Of course in these SNS, there is a demand for styles [of communication] such as telling lies, hiding secrets, and maintaining a public stance, various defensive measures of the kind that we all use in real life. It's impossible to put absolute trust in a stranger, and there are human relationships that [people] do not want other friends of theirs to know about.


SNS with the functionality to properly protect this kind of [information] become society's infrastructure in the true sense of the term, like telephone and the postal service. Or to put it conversely, communication tools that rely on “conscience” are not capable of acting as this infrastructure. It is only once ill intentions are taken into account that [these tools] begin to function as an infrastructure.


In the case of mixi, it has recently finally become possible to group your friends and section your diary into a part that can be made public, but I have the feeling that people have already been seduced too much by the illusion of “conscience”, and that this move may be too late. At just the point in time when diary disclosure had become a social problem, mixi was not able to graduate from [a sense of] “conscience”, and for this reason the culture of real names in mixi broke completely. They were far too naive and defenseless against ill intentions. Even though warnings had previously been issued, believers in the mixi religion, who like a cult [said things like] “do you question people's conscience?” and “we have faith in people's conscience”, fanatically denied the warnings altogether.

Mechag then goes on to argue that if real names are endorsed, the system should not be set “open to everybody” by default. The entry continues:


In the real world, nobody shows the list of all their associations so that everybody can see them. That's like an elementary school name tag. Actually nowadays even in elementary schools there are those who argue that it is dangerous to attach a name tag with the students name and name of the school on it.
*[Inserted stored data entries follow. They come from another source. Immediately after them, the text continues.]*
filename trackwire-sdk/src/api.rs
//! Interfaces to the external REST tier.
//!
//! Persistence lives outside this subsystem. The traits here are the only
//! way the realtime layer talks to it: every mutation returns the canonical
//! persisted record, awaited *before* any event is emitted. [`HttpApi`] is
//! the production implementation against the tracker's REST API.

use async_trait::async_trait;
use serde::Serialize;

use crate::error::ApiError;
use crate::types::{CommentNode, CommentSnapshot, IssueSnapshot, IssueStatus};

/// Fields accepted when creating an issue.
#[derive(Debug, Clone, Serialize)]
pub struct IssueDraft {
    pub title: String,
    pub description: String,
    #[serde(skip_serializing_if = "Option::is_none")]
    pub assigned_to: Option<i64>,
}

/// Partial update for an issue. Only set fields are sent.
#[derive(Debug, Clone, Default, Serialize)]
pub struct IssuePatch {
    #[serde(skip_serializing_if = "Option::is_none")]
    pub title: Option<String>,
    #[serde(skip_serializing_if = "Option::is_none")]
    pub description: Option<String>,
    #[serde(skip_serializing_if = "Option::is_none")]
    pub status: Option<IssueStatus>,
    #[serde(skip_serializing_if = "Option::is_none")]
    pub assigned_to: Option<i64>,
    #[serde(skip_serializing_if = "Option::is_none")]
    pub assigned_developer: Option<i64>,
    #[serde(skip_serializing_if = "Option::is_none")]
    pub assigned_tester: Option<i64>,
}

/// Issue persistence collaborator.
#[async_trait]
pub trait IssueApi: Send + Sync {
    async fn fetch_all(&self) -> Result<Vec<IssueSnapshot>, ApiError>;
    async fn create(&self, draft: &IssueDraft) -> Result<IssueSnapshot, ApiError>;
    async fn update(&self, id: i64, patch: &IssuePatch) -> Result<IssueSnapshot, ApiError>;
    async fn delete(&self, id: i64) -> Result<(), ApiError>;
}

/// Comment persistence collaborator.
///
/// `fetch_thread` returns the fully nested tree; the comment view re-fetches
/// it on every change instead of patching incrementally.
#[async_trait]
pub trait CommentApi: Send + Sync {
    async fn fetch_thread(&self, issue_id: i64) -> Result<Vec<CommentNode>, ApiError>;
    async fn create(
        &self,
        issue_id: i64,
        content: &str,
        parent_comment_id: Option<i64>,
    ) -> Result<CommentSnapshot, ApiError>;
    async fn update(&self, id: i64, content: &str) -> Result<CommentSnapshot, ApiError>;
    async fn delete(&self, id: i64) -> Result<(), ApiError>;
}

/// reqwest-backed implementation of both collaborator traits.
pub struct HttpApi {
    base_url: String,
    token: String,
    http: reqwest::Client,
}

impl HttpApi {
    /// `base_url` is the REST tier's origin, e.g. `http://127.0.0.1:5000`.
    pub fn new(base_url: impl Into<String>, token: impl Into<String>) -> Self {
        let base_url = base_url.into().trim_end_matches('/').to_string();
        Self {
            base_url,
            token: token.into(),
            http: reqwest::Client::new(),
        }
    }

    fn url(&self, path: &str) -> String {
        format!("{}{path}", self.base_url)
    }

    async fn check(resp: reqwest::Response) -> Result<reqwest::Response, ApiError> {
        let status = resp.status();
        if status.is_success() {
            return Ok(resp);
        }
        let message = resp.text().await.unwrap_or_default();
        Err(ApiError::Rejected {
            status: status.as_u16(),
            message,
        })
    }
}

fn transport(e: reqwest::Error) -> ApiError {
    ApiError::Transport(e.to_string())
}

fn decode(e: reqwest::Error) -> ApiError {
    ApiError::Decode(e.to_string())
}

#[async_trait]
impl IssueApi for HttpApi {
    async fn fetch_all(&self) -> Result<Vec<IssueSnapshot>, ApiError> {
        let resp = self
            .http
            .get(self.url("/api/issues"))
            .bearer_auth(&self.token)
            .send()
            .await
            .map_err(transport)?;
        Self::check(resp).await?.json().await.map_err(decode)
    }

    async fn create(&self, draft: &IssueDraft) -> Result<IssueSnapshot, ApiError> {
        let resp = self
            .http
            .post(self.url("/api/issues"))
            .bearer_auth(&self.token)
            .json(draft)
            .send()
            .await
            .map_err(transport)?;
        Self::check(resp).await?.json().await.map_err(decode)
    }

    async fn update(&self, id: i64, patch: &IssuePatch) -> Result<IssueSnapshot, ApiError> {
        let resp = self
            .http
            .patch(self.url(&format!("/api/issues/{id}")))
            .bearer_auth(&self.token)
            .json(patch)
            .send()
            .await
            .map_err(transport)?;
        Self::check(resp).await?.json().await.map_err(decode)
    }

    async fn delete(&self, id: i64) -> Result<(), ApiError> {
        let resp = self
            .http
            .delete(self.url(&format!("/api/issues/{id}")))
            .bearer_auth(&self.token)
            .send()
            .await
            .map_err(transport)?;
        Self::check(resp).await?;
        Ok(())
    }
}

#[derive(Serialize)]
struct CommentBody<'a> {
    issue_id: i64,
    content: &'a str,
    #[serde(skip_serializing_if = "Option::is_none")]
    parent_comment_id: Option<i64>,
}

#[async_trait]
impl CommentApi for HttpApi {
    async fn fetch_thread(&self, issue_id: i64) -> Result<Vec<CommentNode>, ApiError> {
        let resp = self
            .http
            .get(self.url(&format!("/api/comments/issue/{issue_id}")))
            .bearer_auth(&self.token)
            .send()
            .await
            .map_err(transport)?;
        Self::check(resp).await?.json().await.map_err(decode)
    }

    async fn create(
        &self,
        issue_id: i64,
        content: &str,
        parent_comment_id: Option<i64>,
    ) -> Result<CommentSnapshot, ApiError> {
        let resp = self
            .http
            .post(self.url("/api/comments"))
            .bearer_auth(&self.token)
            .json(&CommentBody {
                issue_id,
                content,
                parent_comment_id,
            })
            .send()
            .await
            .map_err(transport)?;
        Self::check(resp).await?.json().await.map_err(decode)
    }

    async fn update(&self, id: i64, content: &str) -> Result<CommentSnapshot, ApiError> {
        let resp = self
            .http
            .patch(self.url(&format!("/api/comments/{id}")))
            .bearer_auth(&self.token)
            .json(&serde_json::json!({ "content": content }))
            .send()
            .await
            .map_err(transport)?;
        Self::check(resp).await?.json().await.map_err(decode)
    }

    async fn delete(&self, id: i64) -> Result<(), ApiError> {
        let resp = self
            .http
            .delete(self.url(&format!("/api/comments/{id}")))
            .bearer_auth(&self.token)
            .send()
            .await
            .map_err(transport)?;
        Self::check(resp).await?;
        Ok(())
    }
}
//! Error types for the SDK.

use thiserror::Error;

/// Errors from the realtime client.
///
/// None of these are fatal to the application: the tracker stays fully
/// usable over REST, only the live affordances (presence badges, typing
/// indicators, instant list updates) degrade.
#[derive(Debug, Error)]
pub enum ClientError {
    /// `connect()` was called without a stored credential. No transport is
    /// created.
    #[error("no credential available for realtime connection")]
    MissingCredential,
    /// The gateway refused the handshake (missing, invalid, or expired
    /// credential).
    #[error("realtime handshake rejected by the gateway")]
    Rejected,
    #[error("websocket transport error: {0}")]
    Transport(String),
}

/// Errors from the REST collaborator.
#[derive(Debug, Error)]
pub enum ApiError {
    #[error("request failed: {0}")]
    Transport(String),
    #[error("server returned {status}: {message}")]
    Rejected { status: u16, message: String },
    #[error("invalid response body: {0}")]
    Decode(String),
}
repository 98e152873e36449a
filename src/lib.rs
pub mod application;
pub mod cli;
pub mod domain;
pub mod io;
pub mod logging;
pub mod storage;

pub use application::{LedgerConfig, LedgerError, Operation, Response, RuleLedgerService};
pub use domain::*;
pub use storage::{KeyValueStore, MemStore, SqliteStore};
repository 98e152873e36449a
pub mod export;
pub mod import;

pub use export::*;
pub use import::*;
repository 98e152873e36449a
// Allow dead_code because these helpers are used across different test files
// which are compiled separately
#![allow(dead_code)]

use std::sync::Arc;
use std::sync::atomic::{AtomicUsize, Ordering};

use anyhow::Result;
use ruleledger::application::{LedgerConfig, RuleLedgerService};
use ruleledger::storage::{
    BufferedScan, KeyValue, KeyValueStore, MemStore, RangeScan, SqliteStore, StoreError,
};
use tempfile::TempDir;

/// Helper to create a service over a fresh SQLite ledger in a temp dir
pub async fn sqlite_service() -> Result<(RuleLedgerService<SqliteStore>, TempDir)> {
    let temp_dir = TempDir::new()?;
    let db_path = temp_dir.path().join("test.db");
    let store = SqliteStore::init(db_path.to_str().unwrap()).await?;
    Ok((RuleLedgerService::new(store), temp_dir))
}

/// Helper to create a service over an in-memory ledger
pub fn mem_service() -> RuleLedgerService<MemStore> {
    RuleLedgerService::new(MemStore::new())
}

pub fn mem_service_with(config: LedgerConfig) -> RuleLedgerService<MemStore> {
    RuleLedgerService::with_config(MemStore::new(), config)
}

pub fn args(values: &[&str]) -> Vec<String> {
    values.iter().map(|v| v.to_string()).collect()
}

/// Keys of a `queryAllRules` payload, in payload order
pub fn payload_keys(payload: &[u8]) -> Vec<String> {
    let results: Vec<serde_json::Value> = serde_json::from_slice(payload).unwrap();
    results
        .iter()
        .map(|r| r["Key"].as_str().unwrap().to_string())
        .collect()
}

/// Store wrapper that counts accesses and injects failures.
#[derive(Default)]
pub struct FaultyStore {
    pub inner: MemStore,
    gets: AtomicUsize,
    puts: AtomicUsize,
    scans: AtomicUsize,
    closed_scans: Arc<AtomicUsize>,
    fail_put_at: Option<usize>,
    fail_scan_open: bool,
    fail_scan_after: Option<usize>,
}

impl FaultyStore {
    pub fn new() -> Self {
        Self::default()
    }

    /// Fail the nth put (0-based); earlier puts succeed
    pub fn failing_put_at(mut self, n: usize) -> Self {
        self.fail_put_at = Some(n);
        self
    }

    pub fn failing_scan_open(mut self) -> Self {
        self.fail_scan_open = true;
        self
    }

    /// Yield an error after `n` entries have been produced
    pub fn failing_scan_after(mut self, n: usize) -> Self {
        self.fail_scan_after = Some(n);
        self
    }

    pub fn gets(&self) -> usize {
        self.gets.load(Ordering::SeqCst)
    }

    pub fn puts(&self) -> usize {
        self.puts.load(Ordering::SeqCst)
    }

    pub fn scans(&self) -> usize {
        self.scans.load(Ordering::SeqCst)
    }

    pub fn accesses(&self) -> usize {
        self.gets() + self.puts() + self.scans()
    }

    pub fn closed_scans(&self) -> usize {
        self.closed_scans.load(Ordering::SeqCst)
    }
}

pub struct FaultyScan {
    inner: BufferedScan,
    yielded: usize,
    fail_after: Option<usize>,
    closed_scans: Arc<AtomicUsize>,
}

impl RangeScan for FaultyScan {
    async fn next(&mut self) -> Option<Result<KeyValue, StoreError>> {
        if self.fail_after == Some(self.yielded) {
            self.fail_after = None;
            return Some(Err(StoreError::Backend("scan interrupted".to_string())));
        }
        let entry = self.inner.next().await;
        if entry.is_some() {
            self.yielded += 1;
        }
        entry
    }

    async fn close(self) -> Result<(), StoreError> {
        self.closed_scans.fetch_add(1, Ordering::SeqCst);
        self.inner.close().await
    }
}

impl KeyValueStore for FaultyStore {
    type Scan = FaultyScan;

    async fn get(&self, key: &str) -> Result<Option<Vec<u8>>, StoreError> {
        self.gets.fetch_add(1, Ordering::SeqCst);
        self.inner.get(key).await
    }

    async fn put(&self, key: &str, value: &[u8]) -> Result<(), StoreError> {
        let n = self.puts.fetch_add(1, Ordering::SeqCst);
        if self.fail_put_at == Some(n) {
            return Err(StoreError::Backend(format!("put {} rejected", key)));
        }
        self.inner.put(key, value).await
    }

    async fn range_query(&self, start: &str, end: &str) -> Result<FaultyScan, StoreError> {
        self.scans.fetch_add(1, Ordering::SeqCst);
        if self.fail_scan_open {
            return Err(StoreError::Backend("range query unavailable".to_string()));
        }
        Ok(FaultyScan {
            inner: self.inner.range_query(start, end).await?,
            yielded: 0,
            fail_after: self.fail_scan_after,
            closed_scans: self.closed_scans.clone(),
        })
    }
}
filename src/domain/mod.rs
mod codec;
mod rule;

pub use codec::*;
pub use rule::*;
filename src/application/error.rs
use thiserror::Error;

use crate::storage::StoreError;

#[derive(Error, Debug)]
pub enum LedgerError {
    #[error("Incorrect number of arguments. Expecting {expected}")]
    ArgumentCount { expected: usize },

    #[error("Invalid Smart Contract function name.")]
    UnknownOperation(String),

    #[error("{0} does not exist")]
    NotFound(String),

    #[error("Failed to decode rule: {0}")]
    Decode(String),

    #[error("Failed to encode rule: {0}")]
    Encode(String),

    #[error(transparent)]
    Store(#[from] StoreError),
}
// Application layer: operation dispatch and the rule ledger service.
// Every client (CLI host, importer, tests) goes through RuleLedgerService.

pub mod config;
pub mod error;
pub mod operation;
pub mod response;
pub mod service;

pub use config::*;
pub use error::*;
pub use operation::*;
pub use response::*;
pub use service::*;
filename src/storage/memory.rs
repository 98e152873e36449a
//! In-memory ledger for tests and embedding.
//!
//! `MemStore` keeps entries in a `BTreeMap`, so range scans come out in
//! byte-lexicographic key order just like the SQLite backend.

use std::collections::BTreeMap;
use std::ops::Bound;
use std::sync::atomic::{AtomicUsize, Ordering};
use std::sync::{Arc, RwLock};

use super::scan::BufferedScan;
use super::store::{KeyValue, KeyValueStore, StoreError};

#[derive(Debug, Default)]
pub struct MemStore {
    data: RwLock<BTreeMap<String, Vec<u8>>>,
    open_scans: Arc<AtomicUsize>,
}

impl MemStore {
    pub fn new() -> Self {
        Self::default()
    }

    /// Create a store pre-populated with data.
    pub fn with_data(data: BTreeMap<String, Vec<u8>>) -> Self {
        Self {
            data: RwLock::new(data),
            open_scans: Arc::default(),
        }
    }

    /// Returns the number of entries in the store.
    pub fn len(&self) -> usize {
        self.data.read().map(|d| d.len()).unwrap_or(0)
    }

    pub fn is_empty(&self) -> bool {
        self.len() == 0
    }

    /// Copy of the current contents, for comparing state before and after.
    pub fn snapshot(&self) -> BTreeMap<String, Vec<u8>> {
        self.data.read().map(|d| d.clone()).unwrap_or_default()
    }

    /// Number of range scans handed out and not yet released.
    pub fn open_scans(&self) -> usize {
        self.open_scans.load(Ordering::SeqCst)
    }
}

fn poisoned() -> StoreError {
    StoreError::Backend("in-memory store lock poisoned".to_string())
}

impl KeyValueStore for MemStore {
    type Scan = BufferedScan;

    async fn get(&self, key: &str) -> Result<Option<Vec<u8>>, StoreError> {
        let data = self.data.read().map_err(|_| poisoned())?;
        Ok(data.get(key).cloned())
    }

    async fn put(&self, key: &str, value: &[u8]) -> Result<(), StoreError> {
        let mut data = self.data.write().map_err(|_| poisoned())?;
        data.insert(key.to_string(), value.to_vec());
        Ok(())
    }

    async fn range_query(&self, start: &str, end: &str) -> Result<BufferedScan, StoreError> {
        let data = self.data.read().map_err(|_| poisoned())?;
        // BTreeMap::range panics on an inverted range
        let entries = if start < end {
            data.range::<str, _>((Bound::Included(start), Bound::Excluded(end)))
                .map(|(k, v)| KeyValue::new(k.clone(), v.clone()))
                .collect()
        } else {
            Vec::new()
        };
        Ok(BufferedScan::tracked(entries, self.open_scans.clone()))
    }
}
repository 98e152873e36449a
use anyhow::{Context, Result};
use std::io::Write;

use crate::application::RuleLedgerService;
use crate::domain::RuleCodec;
use crate::storage::KeyValueStore;

/// Exporter for dumping the rules in the scan range to various formats
pub struct Exporter<'a, S> {
    service: &'a RuleLedgerService<S>,
}

impl<'a, S: KeyValueStore> Exporter<'a, S> {
    pub fn new(service: &'a RuleLedgerService<S>) -> Self {
        Self { service }
    }

    /// Export rules to CSV format, one row per key
    pub async fn export_rules_csv<W: Write>(&self, writer: W) -> Result<usize> {
        let entries = self.service.scan_rules().await?;
        let mut csv_writer = csv::Writer::from_writer(writer);

        csv_writer.write_record([
            "key",
            "ruleaction",
            "protocol",
            "sourceip",
            "sourceport",
        ])?;

        let mut count = 0;
        for entry in &entries {
            let rule = RuleCodec::decode(&entry.value)
                .with_context(|| format!("Failed to decode rule {}", entry.key))?;

            csv_writer.write_record([
                entry.key.as_str(),
                rule.action.as_str(),
                rule.protocol.as_str(),
                rule.source_ip.as_str(),
                rule.source_port.as_str(),
            ])?;
            count += 1;
        }

        csv_writer.flush()?;
        Ok(count)
    }

    /// Export rules as the pretty-printed `queryAllRules` payload
    pub async fn export_rules_json<W: Write>(&self, mut writer: W) -> Result<usize> {
        let payload = self.service.query_all_rules().await?;
        let results: Vec<serde_json::Value> =
            serde_json::from_slice(&payload).context("Invalid queryAllRules payload")?;

        serde_json::to_writer_pretty(&mut writer, &results)?;
        writeln!(writer)?;
        Ok(results.len())
    }
}
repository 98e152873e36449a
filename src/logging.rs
use std::io::Write;

use env_logger::{Builder, Target};
use log::LevelFilter;

/// Install the process-wide logger.
///
/// Logs go to stderr so stdout only carries payloads. `RUST_LOG` overrides
/// the level picked from `verbose`.
pub fn setup_logger(verbose: bool) {
    let level = if verbose {
        LevelFilter::Debug
    } else {
        LevelFilter::Warn
    };

    let _ = Builder::new()
        .filter_level(level)
        .parse_default_env()
        .format(|buf, record| {
            writeln!(
                buf,
                "{} [{}] {} - {}",
                chrono::Local::now().format("%Y-%m-%d %H:%M:%S"),
                record.level(),
                record.target(),
                record.args()
            )
        })
        .target(Target::Stderr)
        .try_init();
}
use clanhall_shared::{Error, Result};
use serde::{Serialize, de::DeserializeOwned};
use serde_json::{Map, Value};

/// A typed document bound to its collection name. Documents must encode to
/// a JSON object; the id lives outside the body.
pub trait Document: Serialize + DeserializeOwned + Send + Sync {
    const COLLECTION: &'static str;
}

/// A document read back from the store together with its id.
#[derive(Debug, Clone)]
pub struct Stored<D> {
    pub id: String,
    pub data: D,
}

/// Untyped document as the backends hand it over.
#[derive(Debug, Clone)]
pub struct RawDocument {
    pub id: String,
    pub fields: Map<String, Value>,
}

impl RawDocument {
    pub fn decode<D: Document>(self) -> Result<Stored<D>> {
        let data = serde_json::from_value(Value::Object(self.fields))?;

        Ok(Stored { id: self.id, data })
    }
}

/// Encode a typed document into the field map the backends persist.
pub fn encode<D: Document>(doc: &D) -> Result<Map<String, Value>> {
    match serde_json::to_value(doc)? {
        Value::Object(fields) => Ok(fields),
        other => Err(Error::Store(format!(
            "{} document must encode to an object, got {other}",
            D::COLLECTION
        ))),
    }
}
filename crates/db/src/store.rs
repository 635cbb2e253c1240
use async_trait::async_trait;
use serde_json::{Map, Value};

use crate::{Document, Query, RawDocument, Stored, UpdateSpec, Write, encode};
use clanhall_shared::Result;

/// A read recorded by a transaction: the version the body observed. A
/// version of 0 means the document was absent at read time, so commit also
/// guards against concurrent creation.
#[derive(Debug, Clone)]
pub struct ReadGuard {
    pub collection: String,
    pub id: String,
    pub version: i64,
}

/// Capability contract of the document store. Object safe so callers can
/// hold a `&dyn DocumentStore` where the backend is chosen at runtime.
#[async_trait]
pub trait DocumentStore: Send + Sync {
    async fn get(&self, collection: &str, id: &str) -> Result<Option<RawDocument>>;

    /// Read together with the document version, for transactional reads.
    async fn get_versioned(&self, collection: &str, id: &str)
    -> Result<(Option<RawDocument>, i64)>;

    async fn query(&self, collection: &str, query: &Query) -> Result<Vec<RawDocument>>;

    /// Insert under a generated id.
    async fn add(&self, collection: &str, fields: Map<String, Value>) -> Result<String>;

    /// Insert under a caller-chosen id; fails with `AlreadyExists` when the
    /// id is taken.
    async fn create(&self, collection: &str, id: &str, fields: Map<String, Value>) -> Result<()>;

    /// Partial field update; fails with `NotFound` when the document is
    /// missing.
    async fn update(&self, collection: &str, id: &str, spec: UpdateSpec) -> Result<()>;

    /// Idempotent delete.
    async fn delete(&self, collection: &str, id: &str) -> Result<()>;

    /// Atomic all-or-nothing write set.
    async fn batch(&self, writes: Vec<Write>) -> Result<()>;

    /// Optimistic commit: apply `writes` only if every entry of `reads` is
    /// still at its recorded version, otherwise fail with `Conflict` and no
    /// effect.
    async fn commit(&self, reads: Vec<ReadGuard>, writes: Vec<Write>) -> Result<()>;
}

/// Typed convenience layer over the raw contract.
#[async_trait]
pub trait DocumentStoreExt: DocumentStore {
    async fn get_doc<D: Document>(&self, id: &str) -> Result<Option<Stored<D>>> {
        match self.get(D::COLLECTION, id).await? {
            Some(raw) => Ok(Some(raw.decode()?)),
            None => Ok(None),
        }
    }

    async fn find<D: Document>(&self, query: &Query) -> Result<Vec<Stored<D>>> {
        self.query(D::COLLECTION, query)
            .await?
            .into_iter()
            .map(RawDocument::decode)
            .collect()
    }

    async fn add_doc<D: Document>(&self, doc: &D) -> Result<String> {
        self.add(D::COLLECTION, encode(doc)?).await
    }

    async fn create_doc<D: Document>(&self, id: &str, doc: &D) -> Result<()> {
        self.create(D::COLLECTION, id, encode(doc)?).await
    }

    async fn update_doc<D: Document>(&self, id: &str, spec: UpdateSpec) -> Result<()> {
        self.update(D::COLLECTION, id, spec).await
    }

    async fn delete_doc<D: Document>(&self, id: &str) -> Result<()> {
        self.delete(D::COLLECTION, id).await
    }
}

impl<S: DocumentStore + ?Sized> DocumentStoreExt for S {}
In activities as well, nobody writes down things like their intentions, and their own thoughts and beliefs, in a place where it is not even clear who will see them. It is of course absurd that [a person] would lay bear their worries to even their own friends, let alone to perfect strangers. These are the kinds of things that people only publicize to a very limited intimate [group] of close friends and family.


SNS that demand responsibility through the use of real names state these kinds of points, and do not rely on the illusion of good intentions and conscience. The ultimate communication tool, I think, is a tool that is designed with attention focused on the issue of “how much is the communication restricted”.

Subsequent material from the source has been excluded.